5 Ways to Improve Progressive Christianity

Progressive Christianity

Someone recently pointed me to a blog post 5 Areas Where Progressive Christian Culture Completely Loses Me. Benjamin Corey there wrote about

  • Far too many progressives ready to rebuke you for not being progressive enough
  • Neglecting the truth that choosing to follow Jesus results in a changed life
  • Mishandling scripture to avoid traditional interpretations of it
  • Rejecting the concept of original sin or sin nature
  • Having the atonement become relatively powerless, because it doesn’t seem to save us from anything

I think labels are mostly extremely unhelpful, and regularly counter-productive. If you are going to label me I am an orthodox charismatic evangelical catholic.

Many Christian communities used to be, for example, The Tory Party at Prayer. I certainly want to be part of a Christianity that connects with our contemporary context, including its scientific, psychological, and social realities. I do, however, know that many individuals and communities in their attempts to do that have often not only moved from being the Tory Party to being the far-more-trendy Greens, but they have also abandoned any real deep prayer.

Why would you or I actually want to be part of something that is a poor imitation of the real thing? I would rather join the real thing. If I want a good cafe, there’s plenty of them – the church’s poor imitation does not attract me. If I want a good show, or a good concert – I know where to go. Again – why go to the church’s poor facsimile? And so on.

So what are the five improvements that spring to my mind?

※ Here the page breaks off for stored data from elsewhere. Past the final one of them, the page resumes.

//! Every long-running entry point stops with `Cancelled` when its token fires.

use std::sync::atomic::{AtomicU32, Ordering};

use bmp24::*;
use enough::StopReason;

/// Lets `n` checks pass, then reports cancellation forever after.
struct Countdown(AtomicU32);

impl Countdown {
    fn after(n: u32) -> Self {
        Self(AtomicU32::new(n))
    }
}

impl Stop for Countdown {
    fn check(&self) -> Result<(), StopReason> {
        match self
            .0
            .fetch_update(Ordering::Relaxed, Ordering::Relaxed, |n| n.checked_sub(1))
        {
            Ok(_) => Ok(()),
            Err(_) => Err(StopReason::Cancelled),
        }
    }
}

fn gradient(width: usize, height: usize) -> Image {
    let pixels: Vec<RGB8> = (0..width * height)
        .map(|i| RGB8::new(i as u8, (i * 7) as u8, 255 - i as u8))
        .collect();
    Image::new(ImgVec::new(pixels, width, height), RowOrder::BottomUp).unwrap()
}

fn is_cancelled<T>(result: Result<T, BitmapError>) -> bool {
    matches!(result, Err(BitmapError::Cancelled(StopReason::Cancelled)))
}

#[test]
fn decode_cancels_before_and_between_rows() {
    let data = encode(&gradient(4, 20), Unstoppable).unwrap();
    assert!(is_cancelled(decode(&data, Countdown::after(0))));
    // First check passes, the one at row 0 fires.
    assert!(is_cancelled(decode(&data, Countdown::after(1))));
    // Rows 0 and 16 are the only row checks.
    assert!(is_cancelled(decode(&data, Countdown::after(2))));
    assert!(decode(&data, Countdown::after(3)).is_ok());
}

#[test]
fn encode_cancels_before_and_between_rows() {
    let image = gradient(4, 20);
    assert!(is_cancelled(encode(&image, Countdown::after(0))));
    assert!(is_cancelled(encode(&image, Countdown::after(2))));
    assert_eq!(
        encode(&image, Countdown::after(3)).unwrap(),
        encode(&image, Unstoppable).unwrap()
    );
}

#[test]
fn blur_keeps_completed_passes() {
    let mut one_pass = gradient(5, 5);
    downsample(&mut one_pass);

    let mut image = gradient(5, 5);
    assert!(is_cancelled(blur(&mut image, 3, Countdown::after(1))));
    assert_eq!(image.buf(), one_pass.buf());
}

#[test]
fn apply_all_cancelled_up_front_leaves_image_untouched() {
    let original = gradient(3, 3);
    let mut image = original.clone();
    let ops = [Operation::Brightness(10), Operation::Spherize];
    assert!(is_cancelled(apply_all(&mut image, &ops, Countdown::after(0))));
    assert_eq!(image.buf(), original.buf());
}

#[test]
fn apply_all_cancelled_midway_keeps_earlier_edits() {
    let mut expected = gradient(3, 3);
    adjust_brightness(&mut expected, 10);

    let mut image = gradient(3, 3);
    let ops = [Operation::Brightness(10), Operation::Brightness(10)];
    assert!(is_cancelled(apply_all(&mut image, &ops, Countdown::after(1))));
    assert_eq!(image.buf(), expected.buf());
}

#[test]
fn validation_errors_win_over_cancellation() {
    let mut image = gradient(2, 2);
    let ops = [Operation::Blur(0)];
    assert!(matches!(
        apply_all(&mut image, &ops, Countdown::after(0)),
        Err(BitmapError::InvalidParameter(_))
    ));
}
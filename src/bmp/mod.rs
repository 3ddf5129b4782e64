//! 24-bit uncompressed BMP decoder and encoder (internal).
//!
//! Use top-level [`crate::decode`], [`crate::encode`], or
//! [`crate::DecodeRequest`].

mod decode;
mod encode;

use crate::error::BitmapError;
use crate::image::Image;
use crate::limits::Limits;
use alloc::vec::Vec;
use enough::Stop;

/// Decode BMP data into an [`Image`] with rows in storage order.
pub(crate) fn decode(
    data: &[u8],
    limits: Option<&Limits>,
    stop: &dyn Stop,
) -> Result<Image, BitmapError> {
    decode::decode_bmp(data, limits, stop)
}

/// Encode to BMP.
pub(crate) fn encode(image: &Image, stop: &dyn Stop) -> Result<Vec<u8>, BitmapError> {
    encode::encode_bmp(image, stop)
}
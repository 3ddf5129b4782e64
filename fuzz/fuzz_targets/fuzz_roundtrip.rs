#![no_main]
use libfuzzer_sys::fuzz_target;

fuzz_target!(|data: &[u8]| {
    // If we can decode it, re-encoding must keep every header field but the
    // file size, and decoding again must produce identical pixels.
    let Ok(decoded) = bmp24::decode(data, enough::Unstoppable) else {
        return;
    };
    let Ok(reencoded) = bmp24::encode(&decoded, enough::Unstoppable) else {
        return;
    };

    assert_eq!(&reencoded[..2], &data[..2], "magic mismatch");
    assert_eq!(&reencoded[6..54], &data[6..54], "header mismatch");

    let Ok(decoded2) = bmp24::decode(&reencoded, enough::Unstoppable) else {
        panic!("re-encoded data failed to decode");
    };
    assert_eq!(decoded.buf(), decoded2.buf(), "roundtrip pixel mismatch");
    assert_eq!(decoded.info(), decoded2.info());

    // Zero padding makes the second encode byte-identical
    let again = bmp24::encode(&decoded2, enough::Unstoppable).unwrap();
    assert_eq!(again, reencoded);
});
//! Editing operations as values, for front ends that collect a sequence of
//! edits before running them.

use enough::Stop;

use crate::adjust::{adjust_brightness, adjust_contrast, contrast_factor};
use crate::error::BitmapError;
use crate::filter::{blur_passes, spherize};
use crate::image::Image;

/// One editing step.
#[derive(Clone, Copy, Debug, PartialEq)]
pub enum Operation {
    /// Add to every channel. Nominal range `-255..=255`, saturating outside it.
    Brightness(i32),
    /// Contrast delta. Nominal range `-255..=255`; 259 is rejected.
    Contrast(f64),
    /// Number of 3x3 box-blur passes, at least 1.
    Blur(u32),
    Spherize,
}

impl Operation {
    /// Check parameters without touching any image.
    pub fn validate(&self) -> Result<(), BitmapError> {
        match *self {
            Operation::Contrast(delta) => contrast_factor(delta).map(|_| ()),
            Operation::Blur(0) => Err(BitmapError::InvalidParameter(
                "blur iteration count must be at least 1".into(),
            )),
            Operation::Brightness(_) | Operation::Blur(_) | Operation::Spherize => Ok(()),
        }
    }

    pub fn apply(&self, image: &mut Image, stop: impl Stop) -> Result<(), BitmapError> {
        self.apply_with(image, &stop)
    }

    fn apply_with(&self, image: &mut Image, stop: &dyn Stop) -> Result<(), BitmapError> {
        log::debug!("applying {self:?} to {}x{} image", image.width(), image.height());
        match *self {
            Operation::Brightness(delta) => adjust_brightness(image, delta),
            Operation::Contrast(delta) => adjust_contrast(image, delta)?,
            Operation::Blur(iterations) => blur_passes(image, iterations, stop)?,
            Operation::Spherize => spherize(image),
        }
        Ok(())
    }
}

/// Apply `ops` in order.
///
/// Every operation is validated first, so a bad parameter anywhere in the
/// list leaves the image unmodified. Cancellation between operations leaves
/// the edits made so far in place.
pub fn apply_all(image: &mut Image, ops: &[Operation], stop: impl Stop) -> Result<(), BitmapError> {
    for op in ops {
        op.validate()?;
    }
    for op in ops {
        stop.check()?;
        op.apply_with(image, &stop)?;
    }
    Ok(())
}

#[cfg(test)]
mod tests {
    use super::*;
    use crate::image::RowOrder;
    use alloc::vec;
    use enough::Unstoppable;
    use imgref::ImgVec;
    use rgb::RGB8;

    fn gray(width: usize, height: usize, v: u8) -> Image {
        let grid = ImgVec::new(vec![RGB8::new(v, v, v); width * height], width, height);
        Image::new(grid, RowOrder::BottomUp).unwrap()
    }

    #[test]
    fn invalid_parameters_rejected() {
        assert!(Operation::Contrast(259.0).validate().is_err());
        assert!(Operation::Blur(0).validate().is_err());
        assert!(Operation::Brightness(-1000).validate().is_ok());
        assert!(Operation::Contrast(-255.0).validate().is_ok());
        assert!(Operation::Spherize.validate().is_ok());
    }

    #[test]
    fn bad_operation_late_in_list_changes_nothing() {
        let mut image = gray(3, 3, 40);
        let ops = [Operation::Brightness(50), Operation::Blur(0)];
        assert!(matches!(
            apply_all(&mut image, &ops, Unstoppable),
            Err(BitmapError::InvalidParameter(_))
        ));
        assert_eq!(image.pixel(1, 1), Some(RGB8::new(40, 40, 40)));
    }

    #[test]
    fn operations_apply_in_order() {
        let mut image = gray(4, 4, 0);
        let ops = [
            Operation::Brightness(100),
            Operation::Blur(2),
            Operation::Contrast(0.0),
        ];
        apply_all(&mut image, &ops, Unstoppable).unwrap();
        assert!(image.buf().iter().all(|&px| px == RGB8::new(100, 100, 100)));
    }
}
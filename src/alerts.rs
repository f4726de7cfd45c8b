use crate::config::ThresholdMap;
use crate::models::usage::UsageRecord;
use serde::Serialize;
use std::time::Duration;
use tracing::warn;

/// A filesystem at or above its configured threshold this tick.
#[derive(Debug, Clone, PartialEq, Serialize)]
pub struct Breach {
    pub filesystem: String,
    /// The raw used-percentage token as `df` reported it, e.g. "91%".
    pub used:       String,
}

/// Evaluate one tick's usage table against the thresholds.
///
/// Only filesystems present in the map are considered; everything else in the
/// table is ignored. Pure and stateless: identical inputs always yield the
/// same breaches, in table order. A used% token that fails to parse is logged
/// and skipped, the same lenient policy the row parser applies.
pub fn evaluate(records: &[UsageRecord], thresholds: &ThresholdMap) -> Vec<Breach> {
    let mut breaches = Vec::new();

    for record in records {
        let Some(&threshold) = thresholds.get(&record.filesystem) else {
            continue;
        };
        let Some(used) = record.used_pct_value() else {
            warn!(
                "{}: unparsable used% token {:?}, skipping",
                record.filesystem, record.used_pct
            );
            continue;
        };
        if used >= threshold {
            breaches.push(Breach {
                filesystem: record.filesystem.clone(),
                used:       record.used_pct.clone(),
            });
        }
    }

    breaches
}

/// Delay until the next tick: back off to the long warning interval after a
/// breaching tick, otherwise poll at the trigger interval. The choice is made
/// per tick; no warning state is carried between ticks.
pub fn next_delay(breached: bool, trigger: Duration, warning: Duration) -> Duration {
    if breached { warning } else { trigger }
}

#[cfg(test)]
mod tests {
    use super::*;
    use std::collections::HashMap;

    fn records() -> Vec<UsageRecord> {
        vec![
            UsageRecord {
                filesystem: "/dev/sda1".into(),
                avail:      "100G".into(),
                used_pct:   "80%".into(),
            },
            UsageRecord {
                filesystem: "/dev/sda2".into(),
                avail:      "200G".into(),
                used_pct:   "30%".into(),
            },
        ]
    }

    #[test]
    fn breach_when_usage_reaches_the_threshold() {
        let thresholds = HashMap::from([
            ("/dev/sda1".to_string(), 70.0),
            ("/dev/sda2".to_string(), 50.0),
        ]);
        let breaches = evaluate(&records(), &thresholds);
        assert_eq!(breaches.len(), 1);
        assert_eq!(breaches[0].filesystem, "/dev/sda1");
        assert_eq!(breaches[0].used, "80%");
    }

    #[test]
    fn no_breach_below_every_threshold() {
        let thresholds = HashMap::from([
            ("/dev/sda1".to_string(), 90.0),
            ("/dev/sda2".to_string(), 40.0),
        ]);
        assert!(evaluate(&records(), &thresholds).is_empty());
    }

    #[test]
    fn threshold_is_inclusive() {
        let thresholds = HashMap::from([("/dev/sda1".to_string(), 80.0)]);
        let breaches = evaluate(&records(), &thresholds);
        assert_eq!(breaches.len(), 1);
    }

    #[test]
    fn unconfigured_filesystems_are_ignored() {
        let thresholds = HashMap::from([("/dev/sdz9".to_string(), 0.0)]);
        assert!(evaluate(&records(), &thresholds).is_empty());
    }

    #[test]
    fn unparsable_used_tokens_are_skipped() {
        let records = vec![UsageRecord {
            filesystem: "/dev/sda1".into(),
            avail:      "100G".into(),
            used_pct:   "-".into(),
        }];
        let thresholds = HashMap::from([("/dev/sda1".to_string(), 0.0)]);
        assert!(evaluate(&records, &thresholds).is_empty());
    }

    #[test]
    fn evaluation_is_idempotent() {
        let thresholds = HashMap::from([
            ("/dev/sda1".to_string(), 70.0),
            ("/dev/sda2".to_string(), 50.0),
        ]);
        let first  = evaluate(&records(), &thresholds);
        let second = evaluate(&records(), &thresholds);
        assert_eq!(first, second);
    }

    #[test]
    fn delay_backs_off_only_after_a_breach() {
        let trigger = Duration::from_secs(30);
        let warning = Duration::from_secs(900);
        assert_eq!(next_delay(true, trigger, warning), warning);
        assert_eq!(next_delay(false, trigger, warning), trigger);
    }
}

  • Orthodox foundations: inclusiveness, justice, ecologically-sound living,… these do not need to abandon orthodox Christian foundations, in fact I think they are more solidly based for a lifetime if they have the tradition’s solid foundations
  • Apophatic spirituality: doubt, questioning, provisionality,… these are not an abandonment of our faith; these are part of the apophatic spirituality far too long neglected, especially in the West.
  • Contemplative: if it is not about our growing relationship with God, what is the point of church, of Christianity, at all? If we are the Greens at prayer – let’s at least be clear about the prayer, or let’s just be honest, and just be the Greens.
  • Quality liturgy: if Sunday worship is bad, why bother returning?
  • Caring – for each other, for those beyond our community, for our planet. If it is just about quality liturgy, excellent music, beautiful spaces, etc. but it makes no real difference in our lives, why bother being part of this?

If I thought longer, I’d probably come up with more for that list, or a different list. What do you think?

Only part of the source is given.